Indira Gandhi’s spirited response – like a sherni or lioness, as was said at the time – paved the way for the Congress’s return to power in 1980.
History may not always repeat itself – or does so in the form of a farce, as Marx said – but even if the Congress under Sonia Gandhi is not what the Congress was under Indira Gandhi, the BJP also is not as much of a winner as it was last year, as its massive defeats in Delhi and Bihar have shown.
The party has also exhibited a vindictive streak as its cases against Teesta Setalvad for her role in aiding Gujarat’s riot victims show. Its acts against reputed NGOs like Greenpeace also underline a similar mentality. Its claim, therefore, that the Narendra Modi government is no more than a bystander in the face-off between the Congress’s big guns and Swamy, who is a member of the BJP’s national executive, will not be widely believed.
For all practical purposes, therefore, it is going to be a Tom and Jerry show with neither emerging with flying colours. Each side will try to hit the other where it hurts the most – the Congress by creating a ruckus in parliament even if it earns the reputation of being petty-minded, and the BJP by arguing that none in the Congress’s first family – Sonia Gandhi, Rahul Gandhi, Robert Vadra – is above the law.

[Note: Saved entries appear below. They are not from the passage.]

//! Debugger application state and logic.

use crate::asm::disasm::{disassemble_from, disassemble_instruction};
use crate::{Cpu, StopReason};
use std::collections::HashSet;

/// Bytes shown per memory row.
pub const MEM_ROW: usize = 16;

/// Instructions executed per UI tick while running.
const STEPS_PER_TICK: usize = 64;

/// Debugger application state.
pub struct DebuggerApp {
    /// The CPU being debugged.
    pub cpu: Cpu,
    /// Original image for reset.
    pub program: Vec<u8>,
    /// Breakpoints (by address).
    pub breakpoints: HashSet<u16>,
    /// Is the debugger running continuously?
    pub running: bool,
    /// Set once HALT executes or PC runs off the end of memory.
    pub stopped: Option<StopReason>,
    /// Should we quit?
    pub should_quit: bool,
    /// Set by `run` so the first step may leave a breakpoint.
    resuming: bool,
    /// Status message to display.
    pub status: String,
    /// Memory view scroll offset, in rows.
    pub mem_scroll: usize,
}

impl DebuggerApp {
    /// Create a new debugger with a loaded program.
    pub fn new(program: Vec<u8>) -> Self {
        let mut cpu = Cpu::new();
        let status = match cpu.load_program(&program) {
            Ok(()) => "Ready. Press 's' to step, 'r' to run, 'q' to quit.".to_string(),
            Err(e) => format!("Load failed: {}", e),
        };

        Self {
            cpu,
            program,
            breakpoints: HashSet::new(),
            running: false,
            stopped: None,
            should_quit: false,
            resuming: false,
            status,
            mem_scroll: 0,
        }
    }

    /// Step one instruction.
    pub fn step(&mut self) {
        if let Some(reason) = self.stopped {
            self.status = format!("CPU stopped: {:?}. Press 'x' to reset.", reason);
            self.running = false;
            return;
        }

        let step = self.cpu.step();
        let text = disassemble_instruction(&step.instruction);
        self.status = format!("PC={:04X}: {}", step.address, text);

        if let Some(reason) = step.stop {
            self.stopped = Some(reason);
            self.running = false;
            self.status = format!("{:?} after {} cycles", reason, self.cpu.cycles);
        }
    }

    /// Run until halt or breakpoint.
    pub fn run(&mut self) {
        self.running = true;
        self.resuming = true;
        self.status = "Running...".into();
    }

    /// Run one batch of continuous execution.
    pub fn tick(&mut self) {
        for _ in 0..STEPS_PER_TICK {
            if !self.running {
                return;
            }

            // Check for breakpoint
            let pc = self.cpu.regs.pc;
            let resuming = std::mem::take(&mut self.resuming);
            if !resuming && self.breakpoints.contains(&pc) {
                self.running = false;
                self.status = format!("Breakpoint at PC={:04X}", pc);
                return;
            }

            self.step();
        }
    }

    /// Toggle breakpoint at current PC.
    pub fn toggle_breakpoint(&mut self) {
        let pc = self.cpu.regs.pc;
        if self.breakpoints.remove(&pc) {
            self.status = format!("Removed breakpoint at PC={:04X}", pc);
        } else {
            self.breakpoints.insert(pc);
            self.status = format!("Set breakpoint at PC={:04X}", pc);
        }
    }

    /// Reset CPU to initial state, keeping breakpoints.
    pub fn reset(&mut self) {
        self.cpu.reset();
        let _ = self.cpu.load_program(&self.program);
        self.running = false;
        self.stopped = None;
        self.status = "Reset. Ready.".into();
    }

    pub fn scroll_up(&mut self) {
        self.mem_scroll = self.mem_scroll.saturating_sub(1);
    }

    pub fn scroll_down(&mut self) {
        if self.mem_scroll + 1 < crate::cpu::MEMORY_SIZE / MEM_ROW {
            self.mem_scroll += 1;
        }
    }

    /// Get disassembly starting at the current PC.
    pub fn get_disassembly(&self, lines: usize) -> Vec<(u16, String, bool)> {
        let pc = self.cpu.regs.pc;
        disassemble_from(&self.cpu.mem, pc, lines)
            .into_iter()
            .map(|line| {
                let text = format!("{:<12} {}", hex(&line.bytes), line.text);
                (line.address, text, line.address == pc)
            })
            .collect()
    }
}

fn hex(bytes: &[u8]) -> String {
    bytes.iter().map(|b| format!("{:02X}", b)).collect::<Vec<_>>().join(" ")
}

/// Run the debugger with a program.
pub fn run_debugger(program: Vec<u8>) -> std::io::Result<()> {
    use crossterm::{
        event::{self, Event, KeyCode, KeyEventKind},
        terminal::{disable_raw_mode, enable_raw_mode, EnterAlternateScreen, LeaveAlternateScreen},
        ExecutableCommand,
    };
    use ratatui::prelude::*;
    use std::io::stdout;
    use std::time::Duration;

    // Setup terminal
    enable_raw_mode()?;
    stdout().execute(EnterAlternateScreen)?;
    let mut terminal = Terminal::new(CrosstermBackend::new(stdout()))?;

    // Create app
    let mut app = DebuggerApp::new(program);

    // Main loop
    loop {
        // Draw
        terminal.draw(|frame| {
            super::ui::draw(frame, &app);
        })?;

        // Handle input
        if event::poll(Duration::from_millis(50))? {
            if let Event::Key(key) = event::read()? {
                if key.kind == KeyEventKind::Press {
                    match key.code {
                        KeyCode::Char('q') => app.should_quit = true,
                        KeyCode::Char('s') => {
                            app.running = false;
                            app.step();
                        }
                        KeyCode::Char('r') => app.run(),
                        KeyCode::Char('p') => {
                            app.running = false;
                            app.status = "Paused.".into();
                        }
                        KeyCode::Char('b') => app.toggle_breakpoint(),
                        KeyCode::Char('x') => app.reset(),
                        KeyCode::Up => app.scroll_up(),
                        KeyCode::Down => app.scroll_down(),
                        _ => {}
                    }
                }
            }
        }

        // Tick for continuous running
        if app.running {
            app.tick();
        }

        if app.should_quit {
            break;
        }
    }

    // Restore terminal
    disable_raw_mode()?;
    stdout().execute(LeaveAlternateScreen)?;

    Ok(())
}

#[cfg(test)]
mod tests {
    use super::*;

    // LD A,5; LD B,3; ADD A,B; HALT
    const PROGRAM: [u8; 6] = [0x3E, 0x05, 0x06, 0x03, 0x80, 0x76];

    #[test]
    fn test_step_until_halt() {
        let mut app = DebuggerApp::new(PROGRAM.to_vec());
        for _ in 0..4 {
            app.step();
        }
        assert_eq!(app.cpu.regs.a, 8);
        assert_eq!(app.stopped, Some(StopReason::Halted));

        // Further steps are refused until reset
        app.step();
        assert_eq!(app.cpu.instructions, 4);

        app.reset();
        assert_eq!(app.stopped, None);
        assert_eq!(app.cpu.regs.pc, 0);
        assert_eq!(app.cpu.mem.read(0), 0x3E);
    }

    #[test]
    fn test_breakpoint_stops_run() {
        let mut app = DebuggerApp::new(PROGRAM.to_vec());
        app.cpu.regs.pc = 4;
        app.toggle_breakpoint();
        app.cpu.regs.pc = 0;

        app.run();
        app.tick();
        assert!(!app.running);
        assert_eq!(app.cpu.regs.pc, 4);
        assert_eq!(app.cpu.regs.a, 5);
    }

    #[test]
    fn test_disassembly_marks_pc() {
        let app = DebuggerApp::new(PROGRAM.to_vec());
        let lines = app.get_disassembly(3);
        assert_eq!(lines[0].0, 0);
        assert!(lines[0].2);
        assert!(lines[0].1.ends_with("LD A, $05"));
        assert_eq!(lines[2].0, 4);
    }

    #[test]
    fn test_run_leaves_current_breakpoint() {
        let mut app = DebuggerApp::new(PROGRAM.to_vec());
        app.toggle_breakpoint();
        app.cpu.regs.pc = 2;
        app.toggle_breakpoint();
        app.cpu.regs.pc = 0;

        // Starting on a breakpoint runs to the next one
        app.run();
        app.tick();
        assert!(!app.running);
        assert_eq!(app.cpu.regs.pc, 2);

        app.run();
        app.tick();
        assert_eq!(app.stopped, Some(StopReason::Halted));
        assert_eq!(app.cpu.regs.a, 8);
    }
}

The endless slugfest, however, between the two “national” parties (although neither has a presence in all parts of the country) carries the threat of not only derailing the reforms – Swamy has suggested that the GST can be dumped for the sake of fighting corruption – but also of fostering the impression that the parliamentary system is becoming unworkable.
It is unfortunate that at a time when Modi adopted a conciliatory tone in parliament, a member of his party acted in a manner which introduced fresh complications in the relations between the BJP and the Congress. It is almost as if the right hand does not know what the left is doing.